Constatou-se, ainda, que globalmente, níveis mais elevados de AF se repercutem
num maior ganho de anos de vida. Esta associação foi também demonstrada para
todos os níveis de IMC. Quando analisadas conjuntamente, a inatividade física e
obesidade traduzem-se numa marcada diminuição da longevidade.
Neste estudo, uma das limitações a reter é o auto-relato de variáveis como o
IMC e nível de AF, que podem ter sido subestimadas e sobrevalorizadas,
respetivamente.
COMENTÁRIO
«Walking is man’s best medicine»
Hipócrates
Há mais de 2500 anos que se equacionam os potenciais benefícios da atividade
física para a saúde. Sabe-se, atualmente, que, para além do controlo do peso, o
exercício previne e atrasa o desenvolvimento de doenças crónicas
(cardiovasculares, Diabetes Mellitus tipo 2 e alguns cancros) e contribui para
o bem-estar biopsicossocial.1,2
Apesar das recomendações da OMS3 – no mínimo, 150 minutos por semana de AF de
intensidade moderada, 75 minutos de AF intensa (7,5 MET-h/sem) ou ainda uma
combinação equivalente – menos de metade da população adulta cumpre as metas
preconizadas.4 No entanto, e de acordo os dados encontrados neste estudo, os
benefícios da AF (traduzidos em ganho na expectativa de vida) foram
demonstrados mesmo para gastos energéticos inferiores. Esta informação pode
motivar indivíduos inativos à prática de uma AF atendendo a que metas menos
exigentes trazem igualmente algum benefício.
Ainda que os primeiros estudos nesta área sugerissem uma maior implicação da má
condição física no risco de mortalidade comparativamente à obesidade, o
presente artigo foi pioneiro em quantificar as diferenças na expectativa de
vida (ganho/perda de anos) por categorias de AF e IMC. Na análise conjunta dos
extremos das variáveis registou-se uma diferença considerável na expectativa de
vida: ser obeso classe II e inativo acarreta uma perda de 7,2 anos face aos
indivíduos normoponderais ativos. Intrigante foi o achado de que a «magnitude»
do exercício físico parece suplantar o «peso» da obesidade, na medida em que se
verificou que os indivíduos obesos classe I ativos vivem até 3,1 mais anos do
que os normoponderais inativos. Terá a expressão «Fat but fit» agora mais
significado do que nunca?
Os benefícios da AF são, geralmente, expressos por comparação dos riscos
relativos de doença e mortalidade entre grupos ativos e inativos.

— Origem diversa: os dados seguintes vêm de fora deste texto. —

//! Hand-rolled BER decoder.
//!
//! Unlike the encoder (which only ever emits definite-length content),
//! the decoder accepts both definite and indefinite length encodings on
//! input -- some LDAP servers emit indefinite-length `SEQUENCE`s, and
//! RFC 4511 requires clients to tolerate it. Every entry point reports
//! "not enough bytes yet" rather than erroring so it composes directly
//! with `tokio_util::codec::Decoder`, which re-polls with more data
//! once it arrives.

use std::fmt;

use crate::common::{TagClass, TagStructure};
use crate::structure::{StructureTag, PL};

/// Outcome of trying to decode one tag's worth of BER from a buffer.
#[derive(Debug, PartialEq)]
pub enum DecodeError {
    /// The buffer holds a structurally invalid encoding (bad tag class,
    /// length with the reserved `0xff` marker, content overruns).
    Malformed(String),
}

impl fmt::Display for DecodeError {
    fn fmt(&self, f: &mut fmt::Formatter<'_>) -> fmt::Result {
        match self {
            DecodeError::Malformed(msg) => write!(f, "malformed BER: {msg}"),
        }
    }
}

impl std::error::Error for DecodeError {}

/// Interpret a byte string as an unsigned big-endian integer. Used for
/// the long form of a BER length.
pub fn parse_uint(i: &[u8]) -> u64 {
    i.iter().fold(0u64, |acc, &byte| (acc << 8) | byte as u64)
}

struct Identifier {
    class: TagClass,
    structure: TagStructure,
    id: u64,
    consumed: usize,
}

fn parse_identifier(i: &[u8]) -> Result<Option<Identifier>, DecodeError> {
    if i.is_empty() {
        return Ok(None);
    }
    let first = i[0];
    let class = TagClass::from_u8(first).ok_or_else(|| {
        DecodeError::Malformed("impossible tag class".to_string())
    })?;
    let structure = TagStructure::from_u8(first);
    let low = first & 0b0001_1111;

    if low != 0b0001_1111 {
        return Ok(Some(Identifier {
            class,
            structure,
            id: low as u64,
            consumed: 1,
        }));
    }

    // High tag number form: subsequent base-128 bytes, MSB as continuation.
    let mut id: u64 = 0;
    let mut idx = 1;
    loop {
        if idx >= i.len() {
            return Ok(None);
        }
        let byte = i[idx];
        id = (id << 7) | (byte & 0x7f) as u64;
        idx += 1;
        if byte & 0x80 == 0 {
            break;
        }
    }

    Ok(Some(Identifier {
        class,
        structure,
        id,
        consumed: idx,
    }))
}

enum Length {
    Definite(u64),
    Indefinite,
}

fn parse_length(i: &[u8]) -> Result<Option<(Length, usize)>, DecodeError> {
    if i.is_empty() {
        return Ok(None);
    }
    let first = i[0];
    if first & 0x80 == 0 {
        return Ok(Some((Length::Definite((first & 0x7f) as u64), 1)));
    }
    let count = first & 0x7f;
    if count == 0 {
        return Ok(Some((Length::Indefinite, 1)));
    }
    if count == 0x7f {
        return Err(DecodeError::Malformed("reserved length octet 0xff".to_string()));
    }
    let count = count as usize;
    if i.len() < 1 + count {
        return Ok(None);
    }
    Ok(Some((Length::Definite(parse_uint(&i[1..1 + count])), 1 + count)))
}

/// Try to decode one BER tag from the front of `i`.
///
/// Returns `Ok(None)` when `i` doesn't yet hold a complete tag (the
/// caller should wait for more bytes), `Ok(Some((consumed, tag)))` on
/// success, and `Err` on a structurally invalid encoding.
pub fn parse_tag(i: &[u8]) -> Result<Option<(usize, StructureTag)>, DecodeError> {
    let ident = match parse_identifier(i)? {
        Some(ident) => ident,
        None => return Ok(None),
    };
    let rest = &i[ident.consumed..];
    let (len, len_consumed) = match parse_length(rest)? {
        Some(l) => l,
        None => return Ok(None),
    };
    let header_len = ident.consumed + len_consumed;
    let body = &i[header_len..];

    match (len, ident.structure) {
        (Length::Definite(n), TagStructure::Primitive) => {
            let n = n as usize;
            if body.len() < n {
                return Ok(None);
            }
            Ok(Some((
                header_len + n,
                StructureTag {
                    class: ident.class,
                    id: ident.id,
                    payload: PL::P(body[..n].to_vec()),
                },
            )))
        }
        (Length::Definite(n), TagStructure::Constructed) => {
            let n = n as usize;
            if body.len() < n {
                return Ok(None);
            }
            let content = &body[..n];
            let mut children = Vec::new();
            let mut consumed = 0;
            while consumed < content.len() {
                match parse_tag(&content[consumed..])? {
                    Some((used, child)) => {
                        children.push(child);
                        consumed += used;
                    }
                    None => {
                        return Err(DecodeError::Malformed(
                            "constructed tag's declared length split a child tag".to_string(),
                        ))
                    }
                }
            }
            Ok(Some((
                header_len + n,
                StructureTag {
                    class: ident.class,
                    id: ident.id,
                    payload: PL::C(children),
                },
            )))
        }
        (Length::Indefinite, TagStructure::Primitive) => Err(DecodeError::Malformed(
            "primitive tag cannot use indefinite length".to_string(),
        )),
        (Length::Indefinite, TagStructure::Constructed) => {
            let mut children = Vec::new();
            let mut consumed = 0;
            loop {
                if body.len() < consumed + 2 {
                    return Ok(None);
                }
                if body[consumed] == 0x00 && body[consumed + 1] == 0x00 {
                    consumed += 2;
                    break;
                }
                match parse_tag(&body[consumed..])? {
                    Some((used, child)) => {
                        children.push(child);
                        consumed += used;
                    }
                    None => return Ok(None),
                }
            }
            Ok(Some((
                header_len + consumed,
                StructureTag {
                    class: ident.class,
                    id: ident.id,
                    payload: PL::C(children),
                },
            )))
        }
    }
}

#[cfg(test)]
mod test {
    use super::*;

    #[test]
    fn test_primitive() {
        let bytes: Vec<u8> = vec![2, 2, 255, 127];
        let result_tag = StructureTag {
            class: TagClass::Universal,
            id: 2u64,
            payload: PL::P(vec![255, 127]),
        };

        let (consumed, tag) = parse_tag(&bytes[..]).unwrap().unwrap();
        assert_eq!(consumed, bytes.len());
        assert_eq!(tag, result_tag);
    }

    #[test]
    fn test_constructed() {
        let bytes: Vec<u8> = vec![
            48, 14, 12, 12, 72, 101, 108, 108, 111, 32, 87, 111, 114, 108, 100, 33,
        ];
        let result_tag = StructureTag {
            class: TagClass::Universal,
            id: 16u64,
            payload: PL::C(vec![StructureTag {
                class: TagClass::Universal,
                id: 12u64,
                payload: PL::P(vec![72, 101, 108, 108, 111, 32, 87, 111, 114, 108, 100, 33]),
            }]),
        };

        let (consumed, tag) = parse_tag(&bytes[..]).unwrap().unwrap();
        assert_eq!(consumed, bytes.len());
        assert_eq!(tag, result_tag);
    }

    #[test]
    fn test_long_length() {
        let mut bytes: Vec<u8> = vec![0x30, 0x81, 0x0e];
        bytes.extend_from_slice(&[
            12, 12, 72, 101, 108, 108, 111, 32, 87, 111, 114, 108, 100, 33,
        ]);
        let (consumed, tag) = parse_tag(&bytes[..]).unwrap().unwrap();
        assert_eq!(consumed, bytes.len());
        assert_eq!(tag.id, 16);
        assert!(tag.is_constructed());
    }

    #[test]
    fn test_incomplete_returns_none() {
        let bytes: Vec<u8> = vec![2, 5, 1, 2];
        assert_eq!(parse_tag(&bytes[..]).unwrap(), None);
    }

    #[test]
    fn test_indefinite_length_constructed() {
        // SEQUENCE, indefinite length, one INTEGER(5), end-of-contents.
        let bytes: Vec<u8> = vec![0x30, 0x80, 0x02, 0x01, 0x05, 0x00, 0x00];
        let (consumed, tag) = parse_tag(&bytes[..]).unwrap().unwrap();
        assert_eq!(consumed, bytes.len());
        assert_eq!(tag.class, TagClass::Universal);
        assert_eq!(tag.id, 16);
        match tag.payload {
            PL::C(children) => {
                assert_eq!(children.len(), 1);
                assert_eq!(children[0].payload, PL::P(vec![5]));
            }
            PL::P(_) => panic!("expected constructed payload"),
        }
    }

    #[test]
    fn test_indefinite_length_incomplete_waits() {
        let bytes: Vec<u8> = vec![0x30, 0x80, 0x02, 0x01, 0x05];
        assert_eq!(parse_tag(&bytes[..]).unwrap(), None);
    }

    #[test]
    fn test_indefinite_primitive_rejected() {
        let bytes: Vec<u8> = vec![0x02, 0x80];
        assert!(parse_tag(&bytes[..]).is_err());
    }
}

Embora estas
estimativas estatísticas sejam úteis para a comunidade científica, revelam-se
pouco esclarecedoras para a população em geral.4 Este artigo adota uma forma
mais adequada de expressar esses benefícios, uma vez que quantifica a diferença
na esperança de vida nesses grupos e, por isso, constitui uma fonte de mensagem
clara e objetiva passível de ser veiculada pelo Médico de Família na sua
prática clínica.
Por se tratar de uma atividade banal e facilmente adaptável à vida diária, a
caminhada é a AF de lazer mais frequentemente aconselhada em Cuidados de Saúde
Primários. Este estudo vem demonstrar que esta recomendação não é meramente
empírica, uma vez que corresponde já a um gasto energético moderado (3 METs) e,
como tal, deve ser mantida.5
Em suma, este estudo vem reforçar o papel da AF como agente modificador de
estilo de vida, promotor de saúde e capaz de prevenir uma mortalidade precoce.